### Exercise requirements
Copy out each line of the entries where the word "completion" is present.
*** Opening Data supplied ***
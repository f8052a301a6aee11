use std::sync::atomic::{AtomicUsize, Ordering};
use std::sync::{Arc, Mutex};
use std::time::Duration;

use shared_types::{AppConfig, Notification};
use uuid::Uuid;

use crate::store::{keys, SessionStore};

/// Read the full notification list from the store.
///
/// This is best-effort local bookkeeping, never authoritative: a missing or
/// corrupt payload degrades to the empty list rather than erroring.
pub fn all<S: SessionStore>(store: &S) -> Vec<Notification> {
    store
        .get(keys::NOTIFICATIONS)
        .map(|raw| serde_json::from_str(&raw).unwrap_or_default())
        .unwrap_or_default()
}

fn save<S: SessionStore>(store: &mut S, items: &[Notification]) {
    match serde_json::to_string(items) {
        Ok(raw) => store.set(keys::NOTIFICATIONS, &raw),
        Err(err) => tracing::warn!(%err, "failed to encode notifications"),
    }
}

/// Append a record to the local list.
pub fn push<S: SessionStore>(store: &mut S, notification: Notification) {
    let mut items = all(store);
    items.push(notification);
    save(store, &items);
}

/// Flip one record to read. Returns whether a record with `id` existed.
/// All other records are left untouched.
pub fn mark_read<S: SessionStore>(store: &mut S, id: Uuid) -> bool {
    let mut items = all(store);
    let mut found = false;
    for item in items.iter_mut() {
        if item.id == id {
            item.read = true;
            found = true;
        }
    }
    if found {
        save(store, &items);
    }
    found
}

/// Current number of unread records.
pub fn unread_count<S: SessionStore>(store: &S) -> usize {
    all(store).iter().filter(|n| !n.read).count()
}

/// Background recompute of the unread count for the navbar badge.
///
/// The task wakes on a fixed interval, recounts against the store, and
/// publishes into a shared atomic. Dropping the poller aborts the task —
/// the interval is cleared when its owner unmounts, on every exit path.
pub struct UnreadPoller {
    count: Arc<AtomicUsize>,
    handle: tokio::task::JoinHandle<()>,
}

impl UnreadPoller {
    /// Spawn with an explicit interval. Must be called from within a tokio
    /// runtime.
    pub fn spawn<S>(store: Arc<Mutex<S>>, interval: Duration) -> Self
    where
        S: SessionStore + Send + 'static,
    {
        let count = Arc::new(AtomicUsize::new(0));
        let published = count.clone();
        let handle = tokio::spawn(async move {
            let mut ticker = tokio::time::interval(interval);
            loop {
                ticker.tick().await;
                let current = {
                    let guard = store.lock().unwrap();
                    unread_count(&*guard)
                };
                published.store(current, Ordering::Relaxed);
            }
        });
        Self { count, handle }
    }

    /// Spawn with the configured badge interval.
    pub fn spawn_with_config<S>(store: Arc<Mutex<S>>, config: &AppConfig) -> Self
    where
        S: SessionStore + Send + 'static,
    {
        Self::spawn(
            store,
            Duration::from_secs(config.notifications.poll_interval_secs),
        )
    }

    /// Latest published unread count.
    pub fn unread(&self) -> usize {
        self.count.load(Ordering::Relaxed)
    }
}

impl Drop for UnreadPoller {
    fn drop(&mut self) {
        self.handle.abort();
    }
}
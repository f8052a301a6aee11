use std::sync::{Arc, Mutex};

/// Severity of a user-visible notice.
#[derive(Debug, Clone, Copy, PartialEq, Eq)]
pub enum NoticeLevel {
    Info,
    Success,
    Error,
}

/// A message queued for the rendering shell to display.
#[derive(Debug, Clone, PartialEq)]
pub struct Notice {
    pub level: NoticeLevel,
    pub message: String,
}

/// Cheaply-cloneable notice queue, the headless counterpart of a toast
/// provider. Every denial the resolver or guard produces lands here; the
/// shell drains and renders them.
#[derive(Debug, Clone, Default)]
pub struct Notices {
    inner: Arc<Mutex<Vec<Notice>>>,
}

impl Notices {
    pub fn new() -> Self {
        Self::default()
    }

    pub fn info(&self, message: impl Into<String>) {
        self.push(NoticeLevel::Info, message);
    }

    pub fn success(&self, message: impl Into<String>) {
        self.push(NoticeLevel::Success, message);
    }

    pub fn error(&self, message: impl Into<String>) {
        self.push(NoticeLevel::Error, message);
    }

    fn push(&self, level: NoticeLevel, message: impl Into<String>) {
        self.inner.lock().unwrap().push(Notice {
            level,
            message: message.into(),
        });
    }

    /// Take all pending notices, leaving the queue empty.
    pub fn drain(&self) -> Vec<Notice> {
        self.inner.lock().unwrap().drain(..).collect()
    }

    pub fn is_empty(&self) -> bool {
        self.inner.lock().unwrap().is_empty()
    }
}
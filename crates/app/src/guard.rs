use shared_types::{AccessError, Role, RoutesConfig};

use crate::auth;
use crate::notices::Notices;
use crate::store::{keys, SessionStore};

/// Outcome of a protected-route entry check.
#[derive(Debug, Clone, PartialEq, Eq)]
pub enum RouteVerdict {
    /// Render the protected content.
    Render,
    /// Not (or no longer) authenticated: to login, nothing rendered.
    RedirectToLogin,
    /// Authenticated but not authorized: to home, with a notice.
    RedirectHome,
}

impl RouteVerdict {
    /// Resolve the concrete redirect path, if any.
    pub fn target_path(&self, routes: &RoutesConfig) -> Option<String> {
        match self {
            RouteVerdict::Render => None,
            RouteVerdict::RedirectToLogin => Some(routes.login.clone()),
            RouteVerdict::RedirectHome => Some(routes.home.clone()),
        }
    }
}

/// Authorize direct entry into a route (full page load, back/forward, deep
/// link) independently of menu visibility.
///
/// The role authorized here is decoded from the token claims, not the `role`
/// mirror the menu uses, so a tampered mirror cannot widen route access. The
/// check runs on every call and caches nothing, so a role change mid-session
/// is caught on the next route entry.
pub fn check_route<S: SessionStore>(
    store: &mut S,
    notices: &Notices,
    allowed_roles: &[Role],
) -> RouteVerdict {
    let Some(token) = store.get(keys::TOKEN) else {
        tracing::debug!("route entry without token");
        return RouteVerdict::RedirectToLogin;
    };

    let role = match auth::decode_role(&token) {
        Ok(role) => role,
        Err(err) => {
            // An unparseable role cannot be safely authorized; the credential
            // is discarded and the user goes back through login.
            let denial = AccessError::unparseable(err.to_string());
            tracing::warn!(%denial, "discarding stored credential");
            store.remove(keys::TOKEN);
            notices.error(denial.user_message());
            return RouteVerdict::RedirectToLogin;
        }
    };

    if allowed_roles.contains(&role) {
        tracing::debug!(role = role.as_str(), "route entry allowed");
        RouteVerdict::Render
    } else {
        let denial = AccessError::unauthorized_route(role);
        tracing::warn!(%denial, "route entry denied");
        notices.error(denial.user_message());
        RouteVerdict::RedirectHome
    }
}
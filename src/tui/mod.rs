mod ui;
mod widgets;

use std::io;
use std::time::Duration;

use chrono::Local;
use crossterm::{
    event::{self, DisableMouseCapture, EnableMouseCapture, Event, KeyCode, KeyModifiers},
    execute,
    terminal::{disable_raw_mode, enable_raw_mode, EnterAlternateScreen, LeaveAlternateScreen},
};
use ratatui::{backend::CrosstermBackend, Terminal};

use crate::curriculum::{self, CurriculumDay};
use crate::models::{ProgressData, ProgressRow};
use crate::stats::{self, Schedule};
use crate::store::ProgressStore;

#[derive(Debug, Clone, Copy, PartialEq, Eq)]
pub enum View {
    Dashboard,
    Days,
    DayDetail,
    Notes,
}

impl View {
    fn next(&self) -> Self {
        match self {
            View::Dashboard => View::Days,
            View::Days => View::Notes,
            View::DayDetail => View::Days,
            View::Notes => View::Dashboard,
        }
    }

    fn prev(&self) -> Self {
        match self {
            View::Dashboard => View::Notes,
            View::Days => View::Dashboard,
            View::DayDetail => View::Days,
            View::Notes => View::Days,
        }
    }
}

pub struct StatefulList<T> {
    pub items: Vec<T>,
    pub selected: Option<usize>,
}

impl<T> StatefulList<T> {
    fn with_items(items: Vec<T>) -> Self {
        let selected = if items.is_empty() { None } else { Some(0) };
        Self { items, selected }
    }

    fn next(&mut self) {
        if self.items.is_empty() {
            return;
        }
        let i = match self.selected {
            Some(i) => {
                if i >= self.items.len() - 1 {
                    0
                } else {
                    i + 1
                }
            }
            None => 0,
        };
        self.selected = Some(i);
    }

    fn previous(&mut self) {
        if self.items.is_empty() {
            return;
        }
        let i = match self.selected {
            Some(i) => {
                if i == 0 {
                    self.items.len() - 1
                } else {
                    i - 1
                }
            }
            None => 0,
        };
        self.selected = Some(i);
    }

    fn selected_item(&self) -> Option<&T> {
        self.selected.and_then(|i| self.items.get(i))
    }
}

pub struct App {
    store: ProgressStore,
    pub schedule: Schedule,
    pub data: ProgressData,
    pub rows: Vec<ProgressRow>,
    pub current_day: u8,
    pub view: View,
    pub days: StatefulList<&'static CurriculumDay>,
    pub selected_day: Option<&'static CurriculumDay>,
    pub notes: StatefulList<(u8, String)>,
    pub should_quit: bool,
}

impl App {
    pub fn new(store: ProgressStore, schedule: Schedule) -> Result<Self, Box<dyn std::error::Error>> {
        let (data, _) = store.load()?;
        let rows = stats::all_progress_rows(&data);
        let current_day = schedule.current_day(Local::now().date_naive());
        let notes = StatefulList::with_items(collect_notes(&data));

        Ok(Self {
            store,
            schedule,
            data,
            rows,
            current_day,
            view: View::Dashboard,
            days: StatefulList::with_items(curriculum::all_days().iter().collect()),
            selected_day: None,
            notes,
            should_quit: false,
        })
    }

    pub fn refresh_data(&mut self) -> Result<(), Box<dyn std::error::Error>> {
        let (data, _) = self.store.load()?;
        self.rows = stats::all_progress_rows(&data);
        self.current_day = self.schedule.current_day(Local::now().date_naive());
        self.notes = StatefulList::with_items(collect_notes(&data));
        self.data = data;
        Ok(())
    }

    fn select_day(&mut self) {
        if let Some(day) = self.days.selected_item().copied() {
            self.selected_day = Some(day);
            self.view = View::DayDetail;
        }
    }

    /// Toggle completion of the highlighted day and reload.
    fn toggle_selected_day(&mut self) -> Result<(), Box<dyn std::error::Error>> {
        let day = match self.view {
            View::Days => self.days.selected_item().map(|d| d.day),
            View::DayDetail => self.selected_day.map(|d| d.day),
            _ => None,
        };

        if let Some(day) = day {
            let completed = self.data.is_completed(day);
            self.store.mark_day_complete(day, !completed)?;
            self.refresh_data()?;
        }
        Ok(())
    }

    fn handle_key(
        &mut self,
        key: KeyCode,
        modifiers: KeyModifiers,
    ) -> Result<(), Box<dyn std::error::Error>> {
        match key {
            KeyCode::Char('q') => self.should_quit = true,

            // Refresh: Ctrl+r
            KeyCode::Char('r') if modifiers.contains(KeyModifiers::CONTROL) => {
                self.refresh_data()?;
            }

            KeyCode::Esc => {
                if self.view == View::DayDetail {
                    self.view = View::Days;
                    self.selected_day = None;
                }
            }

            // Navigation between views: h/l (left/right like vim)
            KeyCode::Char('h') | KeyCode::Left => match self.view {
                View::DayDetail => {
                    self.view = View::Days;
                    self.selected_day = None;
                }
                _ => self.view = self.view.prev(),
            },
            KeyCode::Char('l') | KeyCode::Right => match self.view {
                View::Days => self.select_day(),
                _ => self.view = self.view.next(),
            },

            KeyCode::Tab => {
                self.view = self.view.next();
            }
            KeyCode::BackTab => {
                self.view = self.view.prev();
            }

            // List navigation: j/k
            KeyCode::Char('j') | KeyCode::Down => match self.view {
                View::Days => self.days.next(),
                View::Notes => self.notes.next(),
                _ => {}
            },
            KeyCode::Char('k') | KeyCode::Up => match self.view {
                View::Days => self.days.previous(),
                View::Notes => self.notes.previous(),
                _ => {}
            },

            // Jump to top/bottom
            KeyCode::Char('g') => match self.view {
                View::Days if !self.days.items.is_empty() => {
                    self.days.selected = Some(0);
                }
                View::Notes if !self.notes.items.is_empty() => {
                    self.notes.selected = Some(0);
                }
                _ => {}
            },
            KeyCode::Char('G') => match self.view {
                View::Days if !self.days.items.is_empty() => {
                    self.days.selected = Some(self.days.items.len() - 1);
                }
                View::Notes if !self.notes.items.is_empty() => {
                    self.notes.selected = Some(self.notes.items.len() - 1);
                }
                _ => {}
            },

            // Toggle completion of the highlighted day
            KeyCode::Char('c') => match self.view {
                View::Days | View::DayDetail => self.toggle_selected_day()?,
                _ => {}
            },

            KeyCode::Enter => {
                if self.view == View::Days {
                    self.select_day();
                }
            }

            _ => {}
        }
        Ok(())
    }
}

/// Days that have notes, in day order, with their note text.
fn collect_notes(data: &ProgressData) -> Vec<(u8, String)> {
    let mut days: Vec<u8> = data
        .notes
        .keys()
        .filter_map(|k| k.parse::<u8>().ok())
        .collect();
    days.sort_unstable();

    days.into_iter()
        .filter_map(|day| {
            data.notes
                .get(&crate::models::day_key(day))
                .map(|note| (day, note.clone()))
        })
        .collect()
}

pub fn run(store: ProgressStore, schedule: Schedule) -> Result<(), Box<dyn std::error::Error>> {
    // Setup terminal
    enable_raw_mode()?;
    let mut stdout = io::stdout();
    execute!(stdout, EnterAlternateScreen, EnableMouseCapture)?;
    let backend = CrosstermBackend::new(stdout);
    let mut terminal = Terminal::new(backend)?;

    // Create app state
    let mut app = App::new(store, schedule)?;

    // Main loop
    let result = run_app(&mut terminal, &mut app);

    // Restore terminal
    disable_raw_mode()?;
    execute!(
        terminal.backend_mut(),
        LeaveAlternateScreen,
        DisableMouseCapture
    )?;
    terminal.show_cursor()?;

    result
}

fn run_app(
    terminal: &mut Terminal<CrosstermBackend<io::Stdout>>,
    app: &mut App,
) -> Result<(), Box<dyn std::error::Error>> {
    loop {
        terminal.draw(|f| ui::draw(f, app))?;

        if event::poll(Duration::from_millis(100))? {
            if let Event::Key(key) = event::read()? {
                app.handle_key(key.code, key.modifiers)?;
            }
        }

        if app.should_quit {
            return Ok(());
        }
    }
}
*** Closing Data supplied ***
### Reply to the task
    /// Toggle completion of the highlighted day and reload.
            // Toggle completion of the highlighted day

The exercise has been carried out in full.